►

use std::path::{Path, PathBuf};

use anyhow::Context;
use image::{
    Delay, DynamicImage, Frame, ImageFormat, RgbImage,
    codecs::gif::{GifEncoder, Repeat},
};

use crate::foundation::config::DEFAULT_FRAME_DURATION_MS;
use crate::foundation::error::{GridReelError, GridReelResult};

/// Options for [`assemble_gif`].
#[derive(Clone, Copy, Debug, PartialEq, Eq)]
pub struct GifOpts {
    /// Display duration of every frame, in milliseconds.
    pub frame_duration_ms: u32,
}

impl Default for GifOpts {
    fn default() -> Self {
        Self {
            frame_duration_ms: DEFAULT_FRAME_DURATION_MS,
        }
    }
}

/// An image left out of the animation because it failed to load.
#[derive(Clone, Debug, PartialEq, Eq)]
pub struct SkippedImage {
    /// Offending file.
    pub path: PathBuf,
    /// Loader error message.
    pub reason: String,
}

/// Outcome of one assembly run.
#[derive(Clone, Debug, Default, PartialEq, Eq)]
pub struct AssemblyReport {
    /// Written animation, or `None` when no image could be loaded.
    pub output: Option<PathBuf>,
    /// Frames encoded into the animation.
    pub frames_written: usize,
    /// Images that failed to load, in file name order.
    pub skipped: Vec<SkippedImage>,
}

impl AssemblyReport {
    /// `true` when nothing was written.
    pub fn is_empty(&self) -> bool {
        self.output.is_none()
    }

    fn skip(&mut self, path: &Path, err: GridReelError) {
        tracing::warn!(path = %path.display(), error = %err, "error loading image; skipping");
        self.skipped.push(SkippedImage {
            path: path.to_path_buf(),
            reason: err.to_string(),
        });
    }
}

/// List the PNG frames in `dir`, sorted by file name.
///
/// Other image formats are ignored, so an animation written next to its frames is never read
/// back as a frame.
pub fn list_image_files(dir: &Path) -> GridReelResult<Vec<PathBuf>> {
    let rd =
        std::fs::read_dir(dir).with_context(|| format!("read image dir '{}'", dir.display()))?;

    let mut files = Vec::new();
    for entry in rd {
        let entry = entry.with_context(|| format!("list '{}'", dir.display()))?;
        let path = entry.path();
        if path.is_file() && matches!(ImageFormat::from_path(&path), Ok(ImageFormat::Png)) {
            files.push(path);
        }
    }
    files.sort_by(|a, b| a.file_name().cmp(&b.file_name()));
    Ok(files)
}

/// Load an image and normalize it to 8-bit RGB.
pub fn load_rgb(path: &Path) -> GridReelResult<RgbImage> {
    let img = image::open(path)
        .map_err(|e| GridReelError::decode(format!("'{}': {e}", path.display())))?;
    Ok(img.into_rgb8())
}

/// Lazily load `paths` in order, one result per input.
///
/// Only the image currently being yielded is held in memory.
pub fn load_frames(
    paths: &[PathBuf],
) -> impl Iterator<Item = (&Path, GridReelResult<RgbImage>)> + '_ {
    paths.iter().map(|p| (p.as_path(), load_rgb(p)))
}

/// Encode every loadable PNG frame in `image_dir` into an infinitely looping GIF at `out_path`.
///
/// Images are taken in file name order. Images that fail to load are logged, recorded in the
/// report and left out. When nothing loads, no file is written and the report is empty.
#[tracing::instrument(skip(opts), fields(frame_duration_ms = opts.frame_duration_ms))]
pub fn assemble_gif(
    image_dir: &Path,
    out_path: &Path,
    opts: GifOpts,
) -> GridReelResult<AssemblyReport> {
    let files = list_image_files(image_dir)?;
    let mut report = AssemblyReport::default();
    let mut loads = load_frames(&files);

    // The output is only created once one frame is known to be good.
    let first = loop {
        match loads.next() {
            Some((_, Ok(img))) => break Some(img),
            Some((path, Err(err))) => report.skip(path, err),
            None => break None,
        }
    };
    let Some(first) = first else {
        tracing::warn!(dir = %image_dir.display(), "no images found to create GIF");
        return Ok(report);
    };

    let delay = Delay::from_numer_denom_ms(opts.frame_duration_ms, 1);
    let mut bytes = Vec::new();
    {
        let mut encoder = GifEncoder::new(&mut bytes);
        encoder
            .set_repeat(Repeat::Infinite)
            .map_err(|e| GridReelError::encode(format!("set gif repeat: {e}")))?;

        push_frame(&mut encoder, first, delay)?;
        report.frames_written += 1;

        for (path, loaded) in loads {
            match loaded {
                Ok(img) => {
                    push_frame(&mut encoder, img, delay)?;
                    report.frames_written += 1;
                }
                Err(err) => report.skip(path, err),
            }
        }
    }

    ensure_parent_dir(out_path)?;
    std::fs::write(out_path, &bytes)
        .with_context(|| format!("write gif '{}'", out_path.display()))?;

    tracing::info!(
        path = %out_path.display(),
        frames = report.frames_written,
        skipped = report.skipped.len(),
        "wrote animation"
    );
    report.output = Some(out_path.to_path_buf());
    Ok(report)
}

// Takes the frame by value so its pixels are released once encoded.
fn push_frame<W: std::io::Write>(
    encoder: &mut GifEncoder<W>,
    img: RgbImage,
    delay: Delay,
) -> GridReelResult<()> {
    let rgba = DynamicImage::ImageRgb8(img).into_rgba8();
    encoder
        .encode_frame(Frame::from_parts(rgba, 0, 0, delay))
        .map_err(|e| GridReelError::encode(format!("encode gif frame: {e}")))
}

/// Create the parent directory of `path` if needed.
pub fn ensure_parent_dir(path: &Path) -> GridReelResult<()> {
    if let Some(parent) = path.parent() {
        std::fs::create_dir_all(parent)
            .with_context(|| format!("failed to create output directory '{}'", parent.display()))?;
    }
    Ok(())
}

#[cfg(test)]
#[path = "../../tests/unit/encode/gif.rs"]
mod tests;
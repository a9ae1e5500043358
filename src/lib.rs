//! gridreel turns the per-step text dumps of a drone grid simulation into an animated GIF.
//!
//! # Pipeline overview
//!
//! 1. **Parse**: `*.txt` snapshot -> [`TextGrid`] (one character per cell)
//! 2. **Render**: [`TextGrid`] -> PNG frame, `scale` pixels per cell, with a `Frame: N` overlay
//! 3. **Assemble**: PNG frames, in file name order -> one infinitely looping GIF
//!
//! The two stages only meet through the frames folder on disk, so either can be run on its own
//! ([`render_frames`], [`assemble`]) or both in sequence ([`run`]).
//!
//! Symbols: `⬜` free, `⬛` obstacle, `🛸` drone, `🎯` target, `X` visited. Anything else is drawn
//! as a free cell.
#![forbid(unsafe_code)]
#![deny(missing_docs)]

mod encode;
mod foundation;
mod grid;
mod pipeline;
mod render;

pub use encode::gif::{
    AssemblyReport, GifOpts, SkippedImage, assemble_gif, ensure_parent_dir, list_image_files,
    load_frames, load_rgb,
};
pub use foundation::config::{
    DEFAULT_FONT, DEFAULT_FRAME_DURATION_MS, DEFAULT_FRAMES_DIR, DEFAULT_INPUT_DIR,
    DEFAULT_LABEL_FONT_PX, DEFAULT_OUTPUT_PATH, DEFAULT_SCALE, ReelConfig,
};
pub use foundation::error::{GridReelError, GridReelResult};
pub use grid::symbol::{BLACK, CellPaint, Symbol, WHITE};
pub use grid::text_grid::TextGrid;
pub use pipeline::{RunSummary, assemble, render_frames, run};
pub use render::batch::{list_grid_files, render_all_frames};
pub use render::font::GlyphFont;
pub use render::frame::{FrameRenderer, LABEL_ORIGIN, frame_label};
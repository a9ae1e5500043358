use std::{
    fs::File,
    io::BufReader,
    path::{Path, PathBuf},
};

use anyhow::Context;

use crate::foundation::error::{GridReelError, GridReelResult};

/// Default folder scanned for `*.txt` grid snapshots.
pub const DEFAULT_INPUT_DIR: &str = "build/frames";
/// Default folder receiving the rendered PNG frames.
pub const DEFAULT_FRAMES_DIR: &str = "build/frames_images";
/// Default output animation path.
pub const DEFAULT_OUTPUT_PATH: &str = "build/drone_sim.gif";
/// Default pixels per grid cell edge.
pub const DEFAULT_SCALE: u32 = 20;
/// Default per-frame display duration in milliseconds.
pub const DEFAULT_FRAME_DURATION_MS: u32 = 200;
/// Default scalable font resource looked up before falling back to the bitmap font.
pub const DEFAULT_FONT: &str = "arial.ttf";
/// Default pixel size of the `Frame: N` overlay.
pub const DEFAULT_LABEL_FONT_PX: u32 = 16;

/// Run configuration shared by the frame renderer, the animation assembler and the pipeline.
///
/// Every field has a default, so a JSON config only needs the keys it overrides.
#[derive(Clone, Debug, PartialEq, Eq, serde::Serialize, serde::Deserialize)]
#[serde(default, deny_unknown_fields)]
pub struct ReelConfig {
    /// Folder holding the text grid snapshots.
    pub input_dir: PathBuf,
    /// Folder the rendered frames are written to (created if absent).
    pub frames_dir: PathBuf,
    /// Output GIF path.
    pub output_path: PathBuf,
    /// Pixels per grid cell edge.
    pub scale: u32,
    /// Display duration of every animation frame, in milliseconds.
    pub frame_duration_ms: u32,
    /// Font file or family name; `None` always uses the built-in bitmap font.
    pub font: Option<String>,
    /// Pixel size of the frame label overlay.
    pub label_font_px: u32,
}

impl Default for ReelConfig {
    fn default() -> Self {
        Self {
            input_dir: PathBuf::from(DEFAULT_INPUT_DIR),
            frames_dir: PathBuf::from(DEFAULT_FRAMES_DIR),
            output_path: PathBuf::from(DEFAULT_OUTPUT_PATH),
            scale: DEFAULT_SCALE,
            frame_duration_ms: DEFAULT_FRAME_DURATION_MS,
            font: Some(DEFAULT_FONT.to_owned()),
            label_font_px: DEFAULT_LABEL_FONT_PX,
        }
    }
}

impl ReelConfig {
    /// Read a JSON config file. Missing keys keep their defaults.
    pub fn from_json_path(path: &Path) -> GridReelResult<Self> {
        let f = File::open(path).with_context(|| format!("open config '{}'", path.display()))?;
        let cfg: Self = serde_json::from_reader(BufReader::new(f))
            .with_context(|| format!("parse config JSON '{}'", path.display()))?;
        cfg.validate()?;
        Ok(cfg)
    }

    /// Reject values the renderer cannot work with.
    pub fn validate(&self) -> GridReelResult<()> {
        if self.scale == 0 {
            return Err(GridReelError::validation("scale must be > 0"));
        }
        if self.label_font_px == 0 {
            return Err(GridReelError::validation("label_font_px must be > 0"));
        }
        if self.input_dir.as_os_str().is_empty() || self.frames_dir.as_os_str().is_empty() {
            return Err(GridReelError::validation(
                "input_dir and frames_dir must not be empty",
            ));
        }
        if self.output_path.as_os_str().is_empty() {
            return Err(GridReelError::validation("output_path must not be empty"));
        }
        Ok(())
    }
}

#[cfg(test)]
#[path = "../../tests/unit/foundation/config.rs"]
mod tests;
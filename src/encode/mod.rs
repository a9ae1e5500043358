//! Animation assembly.
//!
//! Rendered frames are read back from disk in file name order and encoded as one looping GIF.

/// GIF assembler.
pub mod gif;
use std::path::{Path, PathBuf};

use anyhow::Context;
use image::{ImageFormat, RgbImage};
use imageproc::{drawing::draw_filled_rect_mut, rect::Rect};

use crate::{
    foundation::config::{DEFAULT_LABEL_FONT_PX, ReelConfig},
    foundation::error::{GridReelError, GridReelResult},
    grid::symbol::{BLACK, CellPaint, WHITE},
    grid::text_grid::TextGrid,
    render::font::GlyphFont,
};

/// Top-left corner of the frame label, in pixels.
pub const LABEL_ORIGIN: (i32, i32) = (10, 10);

/// Renders one [`TextGrid`] into one RGB raster.
#[derive(Debug)]
pub struct FrameRenderer {
    scale: u32,
    label_font_px: u32,
    font: GlyphFont,
}

impl FrameRenderer {
    /// Create a renderer drawing `scale` pixels per cell edge.
    pub fn new(scale: u32, font: GlyphFont) -> GridReelResult<Self> {
        if scale == 0 {
            return Err(GridReelError::validation("scale must be > 0"));
        }
        Ok(Self {
            scale,
            label_font_px: DEFAULT_LABEL_FONT_PX,
            font,
        })
    }

    /// Build a renderer from a run configuration, resolving its font.
    ///
    /// Fonts are looked up in the system font set and in a `fonts/` folder next to the input
    /// grids.
    pub fn from_config(cfg: &ReelConfig) -> GridReelResult<Self> {
        cfg.validate()?;
        let font_dirs = [cfg.input_dir.join("fonts")];
        let font = GlyphFont::resolve(cfg.font.as_deref(), &font_dirs);
        Self::new(cfg.scale, font)?.with_label_font_px(cfg.label_font_px)
    }

    /// Override the pixel size of the frame label.
    pub fn with_label_font_px(mut self, px: u32) -> GridReelResult<Self> {
        if px == 0 {
            return Err(GridReelError::validation("label_font_px must be > 0"));
        }
        self.label_font_px = px;
        Ok(self)
    }

    /// Pixels per cell edge.
    pub fn scale(&self) -> u32 {
        self.scale
    }

    /// Glyph source in use.
    pub fn font(&self) -> &GlyphFont {
        &self.font
    }

    /// Draw `grid` and its `Frame: N` overlay.
    pub fn render(&self, grid: &TextGrid, label: &str) -> GridReelResult<RgbImage> {
        let (width, height) = self.canvas_size(grid)?;
        let mut canvas = RgbImage::from_pixel(width, height, WHITE);

        let s = self.scale;
        let glyph_dx = (s / 4) as i32;
        let glyph_dy = (s / 8) as i32;
        let glyph_px = (s as f32 * 0.8).floor().max(1.0);

        for y in 0..grid.height() {
            for x in 0..grid.width() {
                // Short rows leave the canvas fill in place.
                let Some(c) = grid.cell(x, y) else {
                    continue;
                };
                let x1 = x as i32 * s as i32;
                let y1 = y as i32 * s as i32;
                match CellPaint::for_char(c) {
                    CellPaint::Fill(color) => {
                        draw_filled_rect_mut(&mut canvas, Rect::at(x1, y1).of_size(s, s), color);
                    }
                    CellPaint::Glyph(glyph, color) => {
                        let mut buf = [0u8; 4];
                        self.font.draw_text(
                            &mut canvas,
                            x1 + glyph_dx,
                            y1 + glyph_dy,
                            glyph_px,
                            glyph.encode_utf8(&mut buf),
                            color,
                        );
                    }
                }
            }
        }

        self.font.draw_text(
            &mut canvas,
            LABEL_ORIGIN.0,
            LABEL_ORIGIN.1,
            self.label_font_px as f32,
            &frame_label(label),
            BLACK,
        );

        Ok(canvas)
    }

    /// Parse `text`, render it and write `<out_dir>/<label>.png`.
    #[tracing::instrument(skip(self, text), fields(scale = self.scale))]
    pub fn render_to_file(&self, text: &str, label: &str, out_dir: &Path) -> GridReelResult<PathBuf> {
        let grid = TextGrid::parse(text)
            .map_err(|e| GridReelError::validation(format!("frame '{label}': {e}")))?;
        let canvas = self.render(&grid, label)?;

        let out = out_dir.join(format!("{label}.png"));
        canvas
            .save_with_format(&out, ImageFormat::Png)
            .with_context(|| format!("write png '{}'", out.display()))?;

        tracing::debug!(
            path = %out.display(),
            width = canvas.width(),
            height = canvas.height(),
            "rendered frame"
        );
        Ok(out)
    }

    fn canvas_size(&self, grid: &TextGrid) -> GridReelResult<(u32, u32)> {
        let too_large = || {
            GridReelError::validation(format!(
                "grid {}x{} at scale {} does not fit in a canvas",
                grid.width(),
                grid.height(),
                self.scale
            ))
        };
        let px = |cells: usize| -> Option<u32> {
            let v = u32::try_from(cells).ok()?.checked_mul(self.scale)?;
            i32::try_from(v).ok().map(|_| v)
        };
        let width = px(grid.width()).ok_or_else(too_large)?;
        let height = px(grid.height()).ok_or_else(too_large)?;
        if width == 0 || height == 0 {
            return Err(GridReelError::validation("grid has zero width or height"));
        }
        Ok((width, height))
    }
}

/// Overlay text for a frame label: `"Frame: "` followed by the part after the last `_`.
pub fn frame_label(label: &str) -> String {
    let suffix = label.rsplit_once('_').map_or(label, |(_, s)| s);
    format!("Frame: {suffix}")
}

#[cfg(test)]
#[path = "../../tests/unit/render/frame.rs"]
mod tests;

◄

What the task requires:
How many lines of the listing above contain the string "fonts"? Respond with the number and no other text.

Answer for this exercise:
2